*Your assignment*. When a line of the entries contains the word "engines", report that line.

*Records to use*.

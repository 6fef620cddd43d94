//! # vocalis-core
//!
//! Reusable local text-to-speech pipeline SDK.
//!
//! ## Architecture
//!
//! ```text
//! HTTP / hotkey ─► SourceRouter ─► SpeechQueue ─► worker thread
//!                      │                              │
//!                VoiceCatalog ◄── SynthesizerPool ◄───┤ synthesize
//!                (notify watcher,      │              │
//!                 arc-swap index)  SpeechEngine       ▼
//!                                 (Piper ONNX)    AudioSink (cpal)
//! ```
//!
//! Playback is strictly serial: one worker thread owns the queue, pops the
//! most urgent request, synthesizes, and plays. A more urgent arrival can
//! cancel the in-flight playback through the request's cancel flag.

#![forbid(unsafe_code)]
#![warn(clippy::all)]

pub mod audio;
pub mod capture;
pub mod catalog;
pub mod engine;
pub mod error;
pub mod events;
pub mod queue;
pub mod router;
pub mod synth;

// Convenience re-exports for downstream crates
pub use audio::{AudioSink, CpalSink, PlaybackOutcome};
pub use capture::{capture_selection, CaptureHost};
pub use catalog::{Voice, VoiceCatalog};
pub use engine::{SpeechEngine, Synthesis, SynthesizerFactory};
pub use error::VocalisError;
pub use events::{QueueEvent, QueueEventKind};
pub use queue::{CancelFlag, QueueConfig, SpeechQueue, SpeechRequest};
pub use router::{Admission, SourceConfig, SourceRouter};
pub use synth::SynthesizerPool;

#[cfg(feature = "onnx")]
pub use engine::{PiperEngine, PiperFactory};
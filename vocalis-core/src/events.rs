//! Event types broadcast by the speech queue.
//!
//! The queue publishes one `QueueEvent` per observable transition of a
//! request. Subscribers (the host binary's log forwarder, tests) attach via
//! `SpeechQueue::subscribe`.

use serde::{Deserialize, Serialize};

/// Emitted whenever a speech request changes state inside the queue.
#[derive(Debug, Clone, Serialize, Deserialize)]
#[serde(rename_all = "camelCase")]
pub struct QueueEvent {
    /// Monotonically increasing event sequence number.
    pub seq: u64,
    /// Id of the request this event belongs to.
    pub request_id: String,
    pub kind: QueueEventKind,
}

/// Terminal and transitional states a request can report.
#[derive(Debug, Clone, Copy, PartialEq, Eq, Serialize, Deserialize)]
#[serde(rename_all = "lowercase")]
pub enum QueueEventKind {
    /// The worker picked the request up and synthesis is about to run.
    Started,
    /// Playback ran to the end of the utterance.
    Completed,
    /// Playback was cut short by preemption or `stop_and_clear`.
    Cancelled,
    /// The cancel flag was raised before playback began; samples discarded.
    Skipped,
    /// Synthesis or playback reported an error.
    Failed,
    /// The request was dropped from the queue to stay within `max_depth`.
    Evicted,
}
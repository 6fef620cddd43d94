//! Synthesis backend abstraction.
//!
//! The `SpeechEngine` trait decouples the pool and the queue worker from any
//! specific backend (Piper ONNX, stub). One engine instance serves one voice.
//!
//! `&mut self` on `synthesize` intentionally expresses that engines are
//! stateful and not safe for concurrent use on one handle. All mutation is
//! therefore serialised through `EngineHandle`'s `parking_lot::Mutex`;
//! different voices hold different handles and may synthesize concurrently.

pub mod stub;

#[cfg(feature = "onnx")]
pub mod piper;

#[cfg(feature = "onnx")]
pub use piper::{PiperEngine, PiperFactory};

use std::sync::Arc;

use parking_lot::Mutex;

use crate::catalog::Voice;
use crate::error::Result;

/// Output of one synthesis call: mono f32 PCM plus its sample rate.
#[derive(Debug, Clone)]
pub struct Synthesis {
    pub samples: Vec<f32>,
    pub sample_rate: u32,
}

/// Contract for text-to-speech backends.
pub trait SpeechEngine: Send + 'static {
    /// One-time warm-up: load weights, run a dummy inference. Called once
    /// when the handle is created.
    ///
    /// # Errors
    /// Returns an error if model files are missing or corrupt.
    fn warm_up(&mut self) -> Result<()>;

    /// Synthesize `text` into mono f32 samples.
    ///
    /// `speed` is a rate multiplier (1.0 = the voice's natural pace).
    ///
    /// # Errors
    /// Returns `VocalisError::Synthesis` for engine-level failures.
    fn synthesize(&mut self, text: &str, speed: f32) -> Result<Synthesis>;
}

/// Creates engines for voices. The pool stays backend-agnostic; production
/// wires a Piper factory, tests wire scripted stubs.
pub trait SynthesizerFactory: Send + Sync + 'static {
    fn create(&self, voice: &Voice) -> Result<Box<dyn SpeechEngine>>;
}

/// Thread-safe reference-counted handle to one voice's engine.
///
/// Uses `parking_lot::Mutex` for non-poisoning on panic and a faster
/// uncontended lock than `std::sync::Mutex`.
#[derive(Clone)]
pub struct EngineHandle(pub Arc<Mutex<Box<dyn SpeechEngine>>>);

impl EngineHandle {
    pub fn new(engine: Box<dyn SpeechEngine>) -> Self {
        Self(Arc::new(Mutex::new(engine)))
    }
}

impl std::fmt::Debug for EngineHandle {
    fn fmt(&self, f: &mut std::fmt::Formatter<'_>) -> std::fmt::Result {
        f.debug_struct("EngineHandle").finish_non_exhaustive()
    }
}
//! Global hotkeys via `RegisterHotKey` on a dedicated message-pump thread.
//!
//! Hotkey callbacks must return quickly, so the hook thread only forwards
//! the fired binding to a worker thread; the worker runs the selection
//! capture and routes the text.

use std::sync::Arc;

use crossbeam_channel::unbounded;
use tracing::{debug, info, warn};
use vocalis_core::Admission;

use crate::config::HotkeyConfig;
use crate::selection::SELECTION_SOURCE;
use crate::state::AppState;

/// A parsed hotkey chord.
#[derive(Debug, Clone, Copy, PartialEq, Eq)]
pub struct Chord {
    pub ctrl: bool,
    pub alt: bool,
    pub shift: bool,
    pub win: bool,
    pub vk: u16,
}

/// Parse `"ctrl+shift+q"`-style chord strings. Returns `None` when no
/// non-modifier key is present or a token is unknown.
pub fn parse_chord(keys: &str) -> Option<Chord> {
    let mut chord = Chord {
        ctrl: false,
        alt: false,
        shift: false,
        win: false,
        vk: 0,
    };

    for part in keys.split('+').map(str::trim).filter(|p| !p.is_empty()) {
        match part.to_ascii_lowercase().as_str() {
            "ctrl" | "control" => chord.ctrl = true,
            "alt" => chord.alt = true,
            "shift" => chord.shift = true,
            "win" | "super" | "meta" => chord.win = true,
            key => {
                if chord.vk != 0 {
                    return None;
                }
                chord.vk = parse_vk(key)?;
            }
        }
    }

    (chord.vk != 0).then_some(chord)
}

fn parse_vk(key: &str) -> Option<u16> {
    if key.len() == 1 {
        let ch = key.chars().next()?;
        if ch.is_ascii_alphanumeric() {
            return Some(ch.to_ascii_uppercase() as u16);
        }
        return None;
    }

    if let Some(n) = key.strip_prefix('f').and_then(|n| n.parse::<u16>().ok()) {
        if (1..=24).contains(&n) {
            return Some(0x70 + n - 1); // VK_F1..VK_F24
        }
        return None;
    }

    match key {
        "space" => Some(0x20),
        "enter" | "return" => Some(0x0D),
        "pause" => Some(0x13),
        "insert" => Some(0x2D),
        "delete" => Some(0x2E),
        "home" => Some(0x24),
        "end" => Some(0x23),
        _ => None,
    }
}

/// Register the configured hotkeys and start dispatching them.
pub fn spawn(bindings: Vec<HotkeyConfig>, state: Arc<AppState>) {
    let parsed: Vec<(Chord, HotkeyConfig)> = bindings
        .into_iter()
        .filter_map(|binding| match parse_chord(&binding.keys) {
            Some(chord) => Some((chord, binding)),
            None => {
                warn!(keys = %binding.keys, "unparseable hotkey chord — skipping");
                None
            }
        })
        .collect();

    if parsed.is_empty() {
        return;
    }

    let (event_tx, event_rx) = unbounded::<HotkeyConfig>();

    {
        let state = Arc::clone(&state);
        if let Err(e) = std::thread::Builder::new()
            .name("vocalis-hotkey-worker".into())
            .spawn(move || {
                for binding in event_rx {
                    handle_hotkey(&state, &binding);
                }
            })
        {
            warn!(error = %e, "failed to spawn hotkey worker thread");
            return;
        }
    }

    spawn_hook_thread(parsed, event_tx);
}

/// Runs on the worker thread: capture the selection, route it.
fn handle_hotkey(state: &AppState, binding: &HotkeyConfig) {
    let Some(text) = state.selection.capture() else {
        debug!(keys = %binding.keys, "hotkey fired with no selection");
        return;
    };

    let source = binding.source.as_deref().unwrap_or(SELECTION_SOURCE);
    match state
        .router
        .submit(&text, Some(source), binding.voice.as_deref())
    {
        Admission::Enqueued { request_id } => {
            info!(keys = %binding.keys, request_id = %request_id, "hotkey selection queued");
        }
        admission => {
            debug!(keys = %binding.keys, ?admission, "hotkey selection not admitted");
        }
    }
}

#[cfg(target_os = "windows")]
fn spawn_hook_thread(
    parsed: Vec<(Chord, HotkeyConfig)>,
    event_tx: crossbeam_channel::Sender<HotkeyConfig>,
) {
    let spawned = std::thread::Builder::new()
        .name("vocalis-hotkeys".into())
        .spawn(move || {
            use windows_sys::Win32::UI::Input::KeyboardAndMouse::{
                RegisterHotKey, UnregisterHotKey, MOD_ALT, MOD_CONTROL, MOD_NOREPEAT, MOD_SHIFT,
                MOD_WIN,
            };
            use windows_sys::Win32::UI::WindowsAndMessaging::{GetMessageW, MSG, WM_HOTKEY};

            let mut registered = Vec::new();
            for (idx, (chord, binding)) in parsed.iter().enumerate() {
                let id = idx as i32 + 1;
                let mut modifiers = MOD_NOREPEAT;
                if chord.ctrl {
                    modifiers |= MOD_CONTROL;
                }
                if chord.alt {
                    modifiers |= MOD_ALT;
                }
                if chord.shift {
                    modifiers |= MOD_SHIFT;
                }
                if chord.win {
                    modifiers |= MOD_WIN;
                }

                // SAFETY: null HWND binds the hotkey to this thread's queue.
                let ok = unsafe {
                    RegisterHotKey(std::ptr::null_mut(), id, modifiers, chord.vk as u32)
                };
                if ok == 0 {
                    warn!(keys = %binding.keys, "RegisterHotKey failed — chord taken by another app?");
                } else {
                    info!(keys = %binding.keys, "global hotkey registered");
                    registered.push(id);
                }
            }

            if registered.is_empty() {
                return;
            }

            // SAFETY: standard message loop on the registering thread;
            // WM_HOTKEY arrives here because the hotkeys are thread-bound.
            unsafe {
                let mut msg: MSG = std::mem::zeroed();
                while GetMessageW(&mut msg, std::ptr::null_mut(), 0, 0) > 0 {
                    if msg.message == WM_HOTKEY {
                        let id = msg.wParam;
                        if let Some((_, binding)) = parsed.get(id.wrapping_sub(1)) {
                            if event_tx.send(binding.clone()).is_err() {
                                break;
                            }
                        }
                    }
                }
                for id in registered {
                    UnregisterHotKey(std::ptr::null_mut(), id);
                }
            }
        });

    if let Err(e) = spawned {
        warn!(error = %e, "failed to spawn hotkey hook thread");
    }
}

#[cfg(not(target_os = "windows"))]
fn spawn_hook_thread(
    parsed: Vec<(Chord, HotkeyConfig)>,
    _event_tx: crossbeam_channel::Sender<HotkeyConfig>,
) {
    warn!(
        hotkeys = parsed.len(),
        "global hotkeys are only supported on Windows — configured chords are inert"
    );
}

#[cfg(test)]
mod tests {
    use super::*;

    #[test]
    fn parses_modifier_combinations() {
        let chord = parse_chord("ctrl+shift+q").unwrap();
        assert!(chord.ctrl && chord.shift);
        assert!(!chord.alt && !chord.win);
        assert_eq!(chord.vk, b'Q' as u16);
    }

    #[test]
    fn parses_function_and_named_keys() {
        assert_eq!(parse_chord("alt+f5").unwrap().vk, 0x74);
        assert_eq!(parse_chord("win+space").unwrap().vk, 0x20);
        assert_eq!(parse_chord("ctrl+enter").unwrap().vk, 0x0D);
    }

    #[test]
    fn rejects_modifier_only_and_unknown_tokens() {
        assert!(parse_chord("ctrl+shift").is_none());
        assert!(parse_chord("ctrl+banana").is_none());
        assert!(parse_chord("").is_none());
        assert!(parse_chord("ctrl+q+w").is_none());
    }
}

*Task result*.
//! `&mut self` on `synthesize` intentionally expresses that engines are
/// Creates engines for voices. The pool stays backend-agnostic; production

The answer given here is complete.